EINLEITENDE BEMERKUNG

Das letzte Kriegstagebuch, das mein Vater über den Zeitraum vom Sommer 1944 bis zum März 1945 geführt hatte, blieb erhalten und gelangte auf Umwegen zu meiner Mutter. Mein Bruder und ich wussten lange nicht, dass es existierte; wir fanden es 1993 nach ihrem Tod. Erst nach sage und schreibe 21 Jahren fanden wir Brüder den Mut, das Tagebuch unseres Vaters gemeinsam zu lesen. Bis dahin hatten wir dies mit Hinweis auf die Unleserlichkeit der Schrift meines Vaters, halb Sütterlinschrift, halb Deutsch, vermieden. Wir fragten uns, warum wir uns nicht früher mit diesem Tagebuch beschäftigt hatten, denn die Schrift war wohl nur eine Ausrede gewesen. Nun endlich gingen wir die Sache zielstrebig an.

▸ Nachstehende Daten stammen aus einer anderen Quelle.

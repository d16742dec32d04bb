pub mod blackjack;
pub mod car_rental;
pub mod gamblers;
pub mod grid_world;
pub mod infinite_variance;
pub mod random_walk;
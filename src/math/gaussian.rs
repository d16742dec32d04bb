use crate::Continous;
use rand::Rng;

/// Gaussian sampler via the Box-Muller transform.
#[derive(Debug, Clone, Copy)]
pub struct Gaussian {
    pub mean: Continous,
    pub deviation: Continous,
}

impl Gaussian {
    pub fn new(mean: Continous, deviation: Continous) -> Self {
        assert!(deviation >= 0., "Deviation must be non-negative.");
        Self { mean, deviation }
    }

    pub fn sample<R: Rng + ?Sized>(&self, rng: &mut R) -> Continous {
        if self.deviation == 0. {
            return self.mean;
        }

        // 1 - u maps [0, 1) onto (0, 1] so the log argument is never zero.
        let x1: Continous = 1. - rng.gen::<Continous>();
        let x2: Continous = rng.gen();
        let z1 = (-2. * x1.ln()).sqrt() * (2. * std::f64::consts::PI * x2).cos();

        z1 * self.deviation + self.mean
    }
}

#[cfg(test)]
mod tests {
    use super::*;
    use float_eq::*;
    use rand::prelude::*;

    #[test]
    fn sample_moments() {
        let g = Gaussian::new(1.5, 2.0);
        let rng = &mut StdRng::seed_from_u64(7);

        let n = 200_000;
        let samples = (0..n).map(|_| g.sample(rng)).collect::<Vec<_>>();
        let mean = samples.iter().sum::<Continous>() / n as Continous;
        let var = samples.iter().map(|x| (x - mean) * (x - mean)).sum::<Continous>() / n as Continous;

        assert_float_eq!(mean, 1.5, abs <= 2e-2);
        assert_float_eq!(var, 4.0, abs <= 6e-2);
    }

    #[test]
    fn zero_deviation_is_degenerate() {
        let g = Gaussian::new(-3.0, 0.0);
        let rng = &mut StdRng::seed_from_u64(7);
        assert_float_eq!(g.sample(rng), -3.0, abs <= 0.0);
    }
}
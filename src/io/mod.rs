//! Serializable result shapes for the plotting side: value grids, policy
//! tables and metric series. Rendering happens elsewhere; this module only
//! fixes the JSON layout.

use crate::Continous;
use serde::Serialize;

/// A state-value function laid out as rows of a grid, `values[y][x]`.
#[derive(Debug, Clone, Serialize)]
pub struct ValueGrid {
    pub n_x: usize,
    pub n_y: usize,
    pub values: Vec<Vec<Continous>>,
}

impl ValueGrid {
    /// Reshapes a flat, x-major state-indexed vector into grid rows.
    pub fn from_flat(n_x: usize, n_y: usize, v: &[Continous]) -> Self {
        assert_eq!(v.len(), n_x * n_y, "Value vector must fill the grid.");
        let values = (0..n_y)
            .map(|y| v[y * n_x..(y + 1) * n_x].to_vec())
            .collect();
        Self { n_x, n_y, values }
    }
}

/// A deterministic policy over a grid, one action per cell.
#[derive(Debug, Clone, Serialize)]
pub struct PolicyGrid<A> {
    pub n_x: usize,
    pub n_y: usize,
    pub actions: Vec<Vec<A>>,
}

impl<A: Clone> PolicyGrid<A> {
    pub fn from_flat(n_x: usize, n_y: usize, actions: &[A]) -> Self {
        assert_eq!(actions.len(), n_x * n_y, "Policy vector must fill the grid.");
        let actions = (0..n_y)
            .map(|y| actions[y * n_x..(y + 1) * n_x].to_vec())
            .collect();
        Self { n_x, n_y, actions }
    }
}

/// A named scalar series, e.g. reward per episode or RMS error per sweep.
#[derive(Debug, Clone, Serialize)]
pub struct Series {
    pub name: String,
    pub values: Vec<Continous>,
}

impl Series {
    pub fn new(name: impl Into<String>, values: Vec<Continous>) -> Self {
        Self {
            name: name.into(),
            values,
        }
    }
}

pub fn to_json<T: Serialize>(value: &T) -> serde_json::Result<String> {
    serde_json::to_string_pretty(value)
}

#[cfg(test)]
mod tests {
    use super::*;
    use crate::envs::grid_world::Action;

    #[test]
    fn value_grid_reshapes_x_major() {
        let grid = ValueGrid::from_flat(3, 2, &[0., 1., 2., 3., 4., 5.]);
        assert_eq!(grid.values, vec![vec![0., 1., 2.], vec![3., 4., 5.]]);
    }

    #[test]
    fn exports_parse_back_as_json() {
        let grid = ValueGrid::from_flat(2, 1, &[1.5, -2.]);
        let json: serde_json::Value = serde_json::from_str(&to_json(&grid).unwrap()).unwrap();
        assert_eq!(json["n_x"], 2);
        assert_eq!(json["values"][0][1], -2.);

        let policy = PolicyGrid::from_flat(2, 1, &[Action::North, Action::East]);
        let json: serde_json::Value = serde_json::from_str(&to_json(&policy).unwrap()).unwrap();
        assert_eq!(json["actions"][0][0], "North");

        let series = Series::new("reward", vec![0., -1.]);
        let json: serde_json::Value = serde_json::from_str(&to_json(&series).unwrap()).unwrap();
        assert_eq!(json["name"], "reward");
    }

    #[test]
    #[should_panic(expected = "fill the grid")]
    fn mismatched_shape_is_rejected() {
        ValueGrid::from_flat(3, 3, &[0.; 8]);
    }
}
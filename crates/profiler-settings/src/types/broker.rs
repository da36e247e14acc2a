//! Broker connection parameters.
//!
//! The profiler does not interpret these; they are handed unchanged to the
//! connector that opens the broker client.

use std::path::PathBuf;

use serde::{Deserialize, Serialize};

/// Paths to the message broker and object-store configuration files.
#[derive(Clone, Debug, Default, PartialEq, Eq, Serialize, Deserialize)]
#[serde(rename_all = "camelCase", default)]
pub struct BrokerSettings {
    /// MQTT broker configuration file.
    #[serde(skip_serializing_if = "Option::is_none")]
    pub mqtt_config_path: Option<PathBuf>,
    /// S3 side-channel configuration file for large payloads.
    #[serde(skip_serializing_if = "Option::is_none")]
    pub s3_config_path: Option<PathBuf>,
}
//! Structured logging with `tracing`.
//!
//! This module provides:
//! - [`LogFormat`] selecting human-readable or JSON output
//! - [`init_subscriber`] for setting up the global `tracing` subscriber
//! - [`capture_logs`] for asserting on emitted events in tests
//!
//! Output goes to stderr so that anything a binary prints on stdout stays
//! machine-readable.

pub mod test_utils;

pub use test_utils::{CapturedEvent, CapturedLogs, capture_logs};

use serde::{Deserialize, Serialize};

/// Output format for the stderr log stream.
#[derive(Clone, Copy, Debug, Default, PartialEq, Eq, Serialize, Deserialize)]
#[serde(rename_all = "lowercase")]
pub enum LogFormat {
    /// Compact single-line text.
    #[default]
    Compact,
    /// One JSON object per line.
    Json,
}

/// Initialize the global tracing subscriber.
///
/// Call once at application startup. Subsequent calls are no-ops.
/// `RUST_LOG` takes precedence over `level` when set.
///
/// # Arguments
///
/// * `level` - Default filter directive, e.g. `"info"` or `"profiler_emitter=debug"`.
/// * `format` - Output format for stderr.
pub fn init_subscriber(level: &str, format: LogFormat) {
    use tracing_subscriber::EnvFilter;

    let filter = EnvFilter::try_from_default_env().unwrap_or_else(|_| EnvFilter::new(level));
    let builder = tracing_subscriber::fmt()
        .with_env_filter(filter)
        .with_target(true)
        .with_writer(std::io::stderr);

    // try_init fails only when a global subscriber is already installed
    let _ = match format {
        LogFormat::Compact => builder.compact().try_init(),
        LogFormat::Json => builder.json().try_init(),
    };
}
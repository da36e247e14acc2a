//! Settings loading with deep merge and environment variable overrides.
//!
//! Loading flow:
//! 1. Start with compiled [`ProfilerSettings::default()`]
//! 2. If the settings file exists, deep-merge its values over the defaults
//! 3. Apply `MLOPS_*` environment variable overrides (highest priority)
//!
//! Env values that fail to parse are skipped and returned as
//! [`RejectedEnvVar`]s. Loading usually happens before the tracing subscriber
//! is installed, so the caller logs them with
//! [`LoadedSettings::log_rejected`] once it is.
//!
//! Deep merge rules:
//! - Objects are merged recursively (source overrides target per-key)
//! - Arrays and primitives are replaced entirely by source
//! - Null values in source are skipped (preserving target)

use std::path::{Path, PathBuf};

use profiler_core::identity::ClientIdList;
use profiler_core::ids::{EdgeId, RunId};
use serde_json::Value;
use tracing::{debug, warn};

use crate::errors::Result;
use crate::types::ProfilerSettings;

/// Env var naming an explicit settings file.
pub const SETTINGS_PATH_ENV: &str = "MLOPS_PROFILER_SETTINGS";

/// An env override that failed to parse and was skipped.
#[derive(Clone, Debug, PartialEq, Eq)]
pub struct RejectedEnvVar {
    /// Variable name.
    pub key: &'static str,
    /// Value as found in the environment.
    pub value: String,
    /// What the value should have been.
    pub expected: &'static str,
}

impl RejectedEnvVar {
    /// Emit the `warn` diagnostic for this override.
    pub fn log(&self) {
        warn!(
            key = self.key,
            value = %self.value,
            expected = self.expected,
            "invalid env var, ignoring"
        );
    }
}

/// Settings plus the env overrides rejected while loading them.
#[derive(Clone, Debug)]
pub struct LoadedSettings {
    /// Merged settings.
    pub settings: ProfilerSettings,
    /// Overrides that were skipped, in the order they were read.
    pub rejected: Vec<RejectedEnvVar>,
}

impl LoadedSettings {
    /// Log every rejected override at `warn`.
    pub fn log_rejected(&self) {
        for rejected in &self.rejected {
            rejected.log();
        }
    }
}

/// Resolve the settings file path from the process environment.
///
/// `$MLOPS_PROFILER_SETTINGS` if set, else `~/.mlops/profiler.json`.
pub fn settings_path() -> PathBuf {
    settings_path_with(process_env)
}

/// [`settings_path`] with an explicit env lookup.
pub fn settings_path_with<F>(lookup: F) -> PathBuf
where
    F: Fn(&str) -> Option<String>,
{
    let read = |name: &str| lookup(name).filter(|v| !v.is_empty());
    if let Some(path) = read(SETTINGS_PATH_ENV) {
        return PathBuf::from(path);
    }
    let home = read("HOME").unwrap_or_else(|| "/tmp".to_string());
    PathBuf::from(home).join(".mlops").join("profiler.json")
}

/// Load settings from `path` with process env overrides applied.
///
/// A missing file yields defaults; a file with invalid JSON is an error.
pub fn load_settings(path: &Path) -> Result<LoadedSettings> {
    load_settings_with(path, process_env)
}

/// [`load_settings`] with an explicit env lookup.
pub fn load_settings_with<F>(path: &Path, lookup: F) -> Result<LoadedSettings>
where
    F: Fn(&str) -> Option<String>,
{
    let mut settings = load_file_layer(path)?;
    let rejected = apply_env_overrides_with(&mut settings, lookup);
    Ok(LoadedSettings { settings, rejected })
}

/// Defaults merged with the file at `path`, without env overrides.
pub fn load_file_layer(path: &Path) -> Result<ProfilerSettings> {
    let defaults = serde_json::to_value(ProfilerSettings::default())?;

    let merged = if path.exists() {
        debug!(?path, "loading profiler settings from file");
        let content = std::fs::read_to_string(path)?;
        let user: Value = serde_json::from_str(&content)?;
        deep_merge(defaults, user)
    } else {
        debug!(?path, "profiler settings file not found, using defaults");
        defaults
    };

    Ok(serde_json::from_value(merged)?)
}
//! Builds the `(topic, payload)` pair for a profiler event.
//!
//! Pure functions only: the topic is fixed and the payload is a function of
//! its inputs plus a timestamp. [`build_event_message`] reads the wall clock;
//! [`build_event_message_at`] takes the timestamp explicitly.

use chrono::Utc;

use crate::event::{EventMessage, EventTime, EventType};
use crate::ids::{EdgeId, RunId};

/// Topic every profiler event is published under, for every run and edge.
pub const EVENT_TOPIC: &str = "/mlops/events";

/// Build the topic and payload for an event, stamped with the current time.
pub fn build_event_message(
    run_id: &RunId,
    edge_id: EdgeId,
    event_type: EventType,
    event_name: &str,
    event_value: Option<&str>,
) -> (&'static str, EventMessage) {
    build_event_message_at(
        run_id,
        edge_id,
        event_type,
        event_name,
        event_value,
        Utc::now().timestamp(),
    )
}

/// Build the topic and payload for an event with a caller-supplied timestamp
/// (seconds since epoch).
pub fn build_event_message_at(
    run_id: &RunId,
    edge_id: EdgeId,
    event_type: EventType,
    event_name: &str,
    event_value: Option<&str>,
    timestamp: i64,
) -> (&'static str, EventMessage) {
    let message = EventMessage {
        run_id: run_id.clone(),
        edge_id,
        event_name: event_name.to_owned(),
        event_value: event_value.unwrap_or_default().to_owned(),
        time: EventTime::new(event_type, timestamp),
    };
    (EVENT_TOPIC, message)
}
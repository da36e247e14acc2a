//! # profiler-core
//!
//! Foundation types for the MLOps profiler event emitter.
//!
//! This crate provides the shared vocabulary the other profiler crates depend on:
//!
//! - **Identifiers**: [`RunId`] and [`EdgeId`] for the run and the emitting participant
//! - **Events**: [`EventType`] and the [`EventMessage`] wire payload
//! - **Codec**: [`build_event_message`] producing the `(topic, payload)` pair
//! - **Identity**: [`Role`] tagged union and edge id resolution by rank
//! - **Errors**: [`ConfigError`], [`TransportError`], [`ProfilerError`] via `thiserror`
//! - **Logging**: `tracing` subscriber setup and test capture utilities

#![deny(unsafe_code)]

pub mod codec;
pub mod errors;
pub mod event;
pub mod identity;
pub mod ids;
pub mod logging;

pub use codec::{EVENT_TOPIC, build_event_message, build_event_message_at};
pub use errors::{ConfigError, ProfilerError, Result, TransportError};
pub use event::{EventMessage, EventTime, EventType};
pub use identity::{ClientIdList, Role, resolve_edge_id};
pub use ids::{EdgeId, RunId};
//! # profiler-settings
//!
//! Layered run configuration for the MLOps profiler.
//!
//! Settings are loaded from three layers (in priority order):
//! 1. **Compiled defaults**: [`ProfilerSettings::default()`]
//! 2. **Settings file**: `~/.mlops/profiler.json` (deep-merged over defaults)
//! 3. **Environment variables**: `MLOPS_*` overrides (highest priority)
//!
//! [`ProfilerSettings::to_run_config`] then validates the identity fields and
//! resolves the process [`Role`](profiler_core::Role) once, producing the
//! [`RunConfig`] the emitter is built from.

#![deny(unsafe_code)]

pub mod errors;
pub mod loader;
pub mod run_config;
pub mod types;

pub use errors::{Result, SettingsError};
pub use loader::{
    LoadedSettings, RejectedEnvVar, apply_env_overrides_with, deep_merge, load_settings,
    load_settings_with, settings_path, settings_path_with,
};
pub use run_config::RunConfig;
pub use types::*;
//! `mlops-profiler`: report a profiler lifecycle event for the current run.
//!
//! Identity comes from the settings file and `MLOPS_*` environment
//! variables. Events are written to stdout as `topic<TAB>payload` lines.

use std::path::PathBuf;

use anyhow::Context;
use clap::{Args, Parser, Subcommand};
use tracing::{debug, error};

use profiler_core::ids::EdgeId;
use profiler_core::logging::init_subscriber;
use profiler_emitter::{BrokerConnector, EmitterCell, StdoutConnector};
use profiler_settings::{ProfilerSettings, load_settings, settings_path};

/// Emit a profiler event for a distributed training run.
#[derive(Debug, Parser)]
#[command(name = "mlops-profiler", version, about)]
struct Cli {
    /// Settings file (defaults to `$MLOPS_PROFILER_SETTINGS` or `~/.mlops/profiler.json`).
    #[arg(long, global = true)]
    config: Option<PathBuf>,

    #[command(subcommand)]
    command: Command,
}

#[derive(Debug, Subcommand)]
enum Command {
    /// Report that an activity started.
    Started(EventArgs),
    /// Report that an activity ended.
    Ended(EventArgs),
}

#[derive(Debug, Args)]
struct EventArgs {
    /// Activity name, e.g. `train` or `aggregate`.
    name: String,

    /// Free-form value attached to the event.
    #[arg(long)]
    value: Option<String>,

    /// Report under this edge id instead of the configured one.
    #[arg(long)]
    edge_id: Option<i64>,
}

fn main() -> anyhow::Result<()> {
    let cli = Cli::parse();

    let path = cli.config.unwrap_or_else(settings_path);
    let loaded = load_settings(&path)
        .with_context(|| format!("failed to load settings from {}", path.display()))?;
    let settings = &loaded.settings;

    init_subscriber(&settings.logging.level, settings.logging.format);
    loaded.log_rejected();
    debug!(path = %path.display(), "profiler settings loaded");

    emit(&cli.command, settings, &StdoutConnector)
        .inspect_err(|e| error!(kind = e.error_kind(), error = %e, "profiler event failed"))
        .context("failed to emit profiler event")
}

/// Build the emitter from `settings` and report the requested event.
fn emit(
    command: &Command,
    settings: &ProfilerSettings,
    connector: &dyn BrokerConnector,
) -> profiler_core::Result<()> {
    let cell = EmitterCell::new();
    let emitter = cell.get_or_create_from_settings(settings, connector)?;

    match command {
        Command::Started(args) => {
            emitter.log_event_started(&args.name, args.value.as_deref(), args.edge_id())?;
        }
        Command::Ended(args) => {
            emitter.log_event_ended(&args.name, args.value.as_deref(), args.edge_id())?;
        }
    }
    Ok(())
}

impl EventArgs {
    fn edge_id(&self) -> Option<EdgeId> {
        self.edge_id.map(EdgeId::new)
    }
}

#[cfg(test)]
mod tests {
    use super::*;
    use assert_matches::assert_matches;
    use profiler_core::errors::{ConfigError, ProfilerError};
    use profiler_core::logging::capture_logs;
    use profiler_emitter::MemoryConnector;
    use profiler_settings::load_settings_with;

    fn parse(args: &[&str]) -> Cli {
        let argv = std::iter::once("mlops-profiler").chain(args.iter().copied());
        Cli::try_parse_from(argv).unwrap()
    }

    fn settings_file(dir: &tempfile::TempDir, json: &str) -> PathBuf {
        let path = dir.path().join("profiler.json");
        std::fs::write(&path, json).unwrap();
        path
    }

    #[test]
    fn parses_ended_with_options() {
        let cli = parse(&[
            "--config", "/tmp/p.json", "ended", "train", "--value", "v", "--edge-id", "4",
        ]);
        assert_eq!(cli.config, Some(PathBuf::from("/tmp/p.json")));
        assert_matches!(
            cli.command,
            Command::Ended(EventArgs { ref name, ref value, edge_id: Some(4) })
                if name == "train" && value.as_deref() == Some("v")
        );
    }

    #[test]
    fn config_flag_is_global() {
        let cli = parse(&["started", "init", "--config", "/tmp/p.json"]);
        assert_eq!(cli.config, Some(PathBuf::from("/tmp/p.json")));
        assert_matches!(cli.command, Command::Started(_));
    }

    #[test]
    fn emits_ended_twice_with_override_edge() {
        let dir = tempfile::tempdir().unwrap();
        let path = settings_file(&dir, r#"{"runId": "r1", "serverId": 7}"#);
        let loaded = load_settings_with(&path, |_| None).unwrap();
        let cli = parse(&["ended", "train", "--value", "v", "--edge-id", "11"]);
        let connector = MemoryConnector::new();

        emit(&cli.command, &loaded.settings, &connector).unwrap();

        let published = connector.broker().published();
        assert_eq!(published.len(), 2);
        let payload = published[0].json().unwrap();
        assert_eq!(payload["edge_id"], 11);
        assert_eq!(payload["event_name"], "train");
        assert_eq!(payload["event_value"], "v");
    }

    #[test]
    fn rejected_env_values_are_warned_after_subscriber_setup() {
        let dir = tempfile::tempdir().unwrap();
        let path = settings_file(&dir, r#"{"runId": "r1", "serverId": 7}"#);
        let lookup = |name: &str| match name {
            "MLOPS_SERVER_ID" => Some("seven".to_string()),
            "MLOPS_RANK" => Some("-3".to_string()),
            _ => None,
        };
        let loaded = load_settings_with(&path, lookup).unwrap();

        let (logs, _guard) = capture_logs();
        loaded.log_rejected();
        let cli = parse(&["started", "init"]);
        let connector = MemoryConnector::new();
        emit(&cli.command, &loaded.settings, &connector).unwrap();

        assert_eq!(logs.count_at_level(tracing::Level::WARN), 2);
        assert_eq!(connector.broker().published()[0].json().unwrap()["edge_id"], 7);
    }

    #[test]
    fn config_errors_carry_their_kind() {
        let settings = ProfilerSettings {
            rank: 2,
            ..Default::default()
        };
        let cli = parse(&["started", "init"]);
        let connector = MemoryConnector::new();

        let err = emit(&cli.command, &settings, &connector).unwrap_err();
        assert_eq!(err.error_kind(), "configuration");
        assert_matches!(err, ProfilerError::Config(ConfigError::MissingRunId));
        assert_eq!(connector.connect_count(), 0);
    }

    #[test]
    fn publish_errors_carry_their_kind() {
        let settings = ProfilerSettings {
            run_id: Some("r1".into()),
            ..Default::default()
        };
        let cli = parse(&["ended", "init"]);
        let connector = MemoryConnector::new();
        connector.broker().set_failing(true);

        let err = emit(&cli.command, &settings, &connector).unwrap_err();
        assert_eq!(err.error_kind(), "publish");
    }
}
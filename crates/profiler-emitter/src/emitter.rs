//! The profiler event emitter.
//!
//! Owns the run identity and the broker client. Every call builds one
//! message through the codec, logs it, and hands it to the publisher
//! synchronously. Publish failures are returned to the caller untouched.

use std::fmt;
use std::sync::Arc;

use tracing::info;

use profiler_core::codec::build_event_message;
use profiler_core::errors::TransportError;
use profiler_core::event::EventType;
use profiler_core::ids::{EdgeId, RunId};
use profiler_settings::RunConfig;

use crate::publisher::{BrokerConnector, Publisher};

/// Emits `started` / `ended` lifecycle events for one run.
///
/// All fields are fixed at construction, so a shared reference can be used
/// from any number of threads without locking.
pub struct ProfilerEventEmitter {
    run_id: RunId,
    edge_id: EdgeId,
    duplicate_ended_publish: bool,
    publisher: Arc<dyn Publisher>,
}

impl ProfilerEventEmitter {
    /// Resolve identity from `config` and open a broker client bound to the run.
    pub fn connect(
        config: &RunConfig,
        connector: &dyn BrokerConnector,
    ) -> Result<Self, TransportError> {
        let run_topic = config.run_id.to_string();
        let publisher = connector.connect(&config.broker, &run_topic)?;
        let emitter = Self::with_publisher(config, publisher);
        info!(
            run_id = %emitter.run_id,
            edge_id = %emitter.edge_id,
            coordinator = config.role.is_coordinator(),
            "profiler event emitter ready"
        );
        Ok(emitter)
    }

    /// Build an emitter around an already connected publisher.
    pub fn with_publisher(config: &RunConfig, publisher: Arc<dyn Publisher>) -> Self {
        Self {
            run_id: config.run_id.clone(),
            edge_id: config.edge_id(),
            duplicate_ended_publish: config.events.duplicate_ended_publish,
            publisher,
        }
    }

    /// Run this emitter reports for.
    pub fn run_id(&self) -> &RunId {
        &self.run_id
    }

    /// Edge id used when a call does not override it.
    pub fn edge_id(&self) -> EdgeId {
        self.edge_id
    }

    /// Whether `ended` events are published twice.
    pub fn duplicates_ended_publish(&self) -> bool {
        self.duplicate_ended_publish
    }

    /// Report that `event_name` started.
    ///
    /// `event_value` defaults to an empty string and `edge_override`
    /// replaces this process's edge id for this one event.
    pub fn log_event_started(
        &self,
        event_name: &str,
        event_value: Option<&str>,
        edge_override: Option<EdgeId>,
    ) -> Result<(), TransportError> {
        self.emit(EventType::Started, event_name, event_value, edge_override)
    }

    /// Report that `event_name` ended.
    ///
    /// Published twice in a row unless duplicate ended publishing is turned
    /// off in the event settings.
    pub fn log_event_ended(
        &self,
        event_name: &str,
        event_value: Option<&str>,
        edge_override: Option<EdgeId>,
    ) -> Result<(), TransportError> {
        self.emit(EventType::Ended, event_name, event_value, edge_override)
    }

    fn emit(
        &self,
        event_type: EventType,
        event_name: &str,
        event_value: Option<&str>,
        edge_override: Option<EdgeId>,
    ) -> Result<(), TransportError> {
        let edge_id = edge_override.unwrap_or(self.edge_id);
        let (topic, message) =
            build_event_message(&self.run_id, edge_id, event_type, event_name, event_value);
        let payload = message.to_json()?;

        info!(
            event_type = event_type.as_str(),
            event_name,
            edge_id = %edge_id,
            payload = %payload,
            "event {event_type}"
        );

        let deliveries = match event_type {
            EventType::Ended if self.duplicate_ended_publish => 2,
            _ => 1,
        };
        for _ in 0..deliveries {
            self.publisher.publish(topic, &payload)?;
        }
        Ok(())
    }
}

impl fmt::Debug for ProfilerEventEmitter {
    fn fmt(&self, f: &mut fmt::Formatter<'_>) -> fmt::Result {
        f.debug_struct("ProfilerEventEmitter")
            .field("run_id", &self.run_id)
            .field("edge_id", &self.edge_id)
            .field("duplicate_ended_publish", &self.duplicate_ended_publish)
            .finish_non_exhaustive()
    }
}
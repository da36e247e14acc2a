//! In-memory broker client for tests and dry runs.

use std::sync::Arc;
use std::sync::atomic::{AtomicBool, AtomicUsize, Ordering};
use std::time::Duration;

use parking_lot::Mutex;

use profiler_core::errors::TransportError;
use profiler_settings::BrokerSettings;

use crate::publisher::{BrokerConnector, Publisher};

/// A message recorded by [`MemoryBroker`].
#[derive(Clone, Debug, PartialEq, Eq)]
pub struct PublishedMessage {
    /// Topic the message was published on.
    pub topic: String,
    /// Raw JSON payload.
    pub payload: String,
}

impl PublishedMessage {
    /// Parse the payload as JSON.
    pub fn json(&self) -> Result<serde_json::Value, serde_json::Error> {
        serde_json::from_str(&self.payload)
    }
}

/// In-memory publisher that records every message, for deterministic tests
/// without a broker.
#[derive(Default)]
pub struct MemoryBroker {
    published: Mutex<Vec<PublishedMessage>>,
    fail_publish: AtomicBool,
}

impl MemoryBroker {
    /// Empty broker that accepts every publish.
    pub fn new() -> Self {
        Self::default()
    }

    /// Snapshot of everything published so far, in publish order.
    pub fn published(&self) -> Vec<PublishedMessage> {
        self.published.lock().clone()
    }

    /// Make subsequent publishes fail (or succeed again).
    pub fn set_failing(&self, failing: bool) {
        self.fail_publish.store(failing, Ordering::Relaxed);
    }
}

impl Publisher for MemoryBroker {
    fn publish(&self, topic: &str, payload_json: &str) -> Result<(), TransportError> {
        if self.fail_publish.load(Ordering::Relaxed) {
            return Err(TransportError::Publish {
                topic: topic.to_owned(),
                reason: "memory broker configured to fail".into(),
            });
        }
        self.published.lock().push(PublishedMessage {
            topic: topic.to_owned(),
            payload: payload_json.to_owned(),
        });
        Ok(())
    }
}

/// Connector handing out one shared [`MemoryBroker`] and counting how many
/// connections were opened.
pub struct MemoryConnector {
    broker: Arc<MemoryBroker>,
    connect_count: AtomicUsize,
    connect_delay: Option<Duration>,
    refuse: bool,
    last_run_topic: Mutex<Option<String>>,
}

impl MemoryConnector {
    /// Connector that succeeds immediately.
    pub fn new() -> Self {
        Self {
            broker: Arc::new(MemoryBroker::new()),
            connect_count: AtomicUsize::new(0),
            connect_delay: None,
            refuse: false,
            last_run_topic: Mutex::new(None),
        }
    }

    /// Sleep for `delay` inside every `connect`, widening construction races.
    pub fn with_connect_delay(mut self, delay: Duration) -> Self {
        self.connect_delay = Some(delay);
        self
    }

    /// Fail every `connect` with [`TransportError::Connect`].
    pub fn refusing(mut self) -> Self {
        self.refuse = true;
        self
    }

    /// The broker every connection publishes into.
    pub fn broker(&self) -> &Arc<MemoryBroker> {
        &self.broker
    }

    /// Number of `connect` calls so far.
    pub fn connect_count(&self) -> usize {
        self.connect_count.load(Ordering::SeqCst)
    }

    /// Run topic passed to the most recent `connect`.
    pub fn last_run_topic(&self) -> Option<String> {
        self.last_run_topic.lock().clone()
    }
}

impl Default for MemoryConnector {
    fn default() -> Self {
        Self::new()
    }
}

impl BrokerConnector for MemoryConnector {
    fn connect(
        &self,
        _broker: &BrokerSettings,
        run_topic: &str,
    ) -> Result<Arc<dyn Publisher>, TransportError> {
        let _ = self.connect_count.fetch_add(1, Ordering::SeqCst);
        if let Some(delay) = self.connect_delay {
            std::thread::sleep(delay);
        }
        if self.refuse {
            return Err(TransportError::Connect("memory connector refused".into()));
        }
        *self.last_run_topic.lock() = Some(run_topic.to_owned());
        Ok(Arc::clone(&self.broker) as Arc<dyn Publisher>)
    }
}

Einführung: Warum dieses Buch?

Im April 2014 nahm ich an einer Podiumsdiskussion zum Thema Trauma und Soziales Gedächtnis im Rahmen der Veranstaltungsreihe der Stadt München zum Kriegsausbruch 1914 teil. In der sich anschließenden Runde ergab sich ein Gespräch mit einem seit längerer Zeit mit uns befreundeten Ehepaar. Der Kollege und ich hatten uns schon bei anderer Gelegenheit über unsere Väter und unsere Veröffentlichungen1 zu dieser Thematik ausgetauscht. Angestoßen durch meine Beiträge auf dem Podium sprachen wir erstmals über unsere Kindheit im und nach dem Zweiten Weltkrieg. Der fast gleichaltrige Kollege überraschte mich plötzlich mit einer Frage: »Über welche Ressourcen verfügen Sie? Wie konnten Sie sich aus dem verstörten Kind von damals zu dem Mann entwickeln, den ich seit langem so kenne?« Diese Frage erstaunte mich sehr; ich konnte sie an diesem Abend weder ihm noch mir befriedigend beantworten.

Meine eigenen Erfahrungen im Zweiten Weltkrieg und der direkten Nachkriegszeit in meiner Kindheit und Jugend hatte ich, wie viele Kriegskinder, unter einer stabilen seelischen Betondecke vor mir selbst verschlossen. Bis zum 50. Lebensjahr konnte ich mich an sie erinnern, jedoch ohne die dazugehörigen Gefühle. Als ich 50 war, begann ich im Rahmen eines Forschungsprojektes psychoanalytische Behandlungen von 19 Erwachsenen, die zwischen 50 und 60 Jahre alt waren. Ihnen wurde hierbei ihre abgespaltene, leidvolle Geschichte als Kriegskinder allmählich bewusst. Unerwarteterweise konfrontierten auch mich die Behandlungen mit meiner eigenen schmerzlichen, leidvollen und bedrückenden Geschichte, die ich fortan erstmals gefühlsmäßig nacherlebte. Drei Jahre benötigte ich, um das 2000 erschienene Buch Abwesende Väter. Folgen der Kriegskindheit in Psychoanalysen zu schreiben. Es stellt meinen ersten Versuch einer Annäherung an diese Thematik vor.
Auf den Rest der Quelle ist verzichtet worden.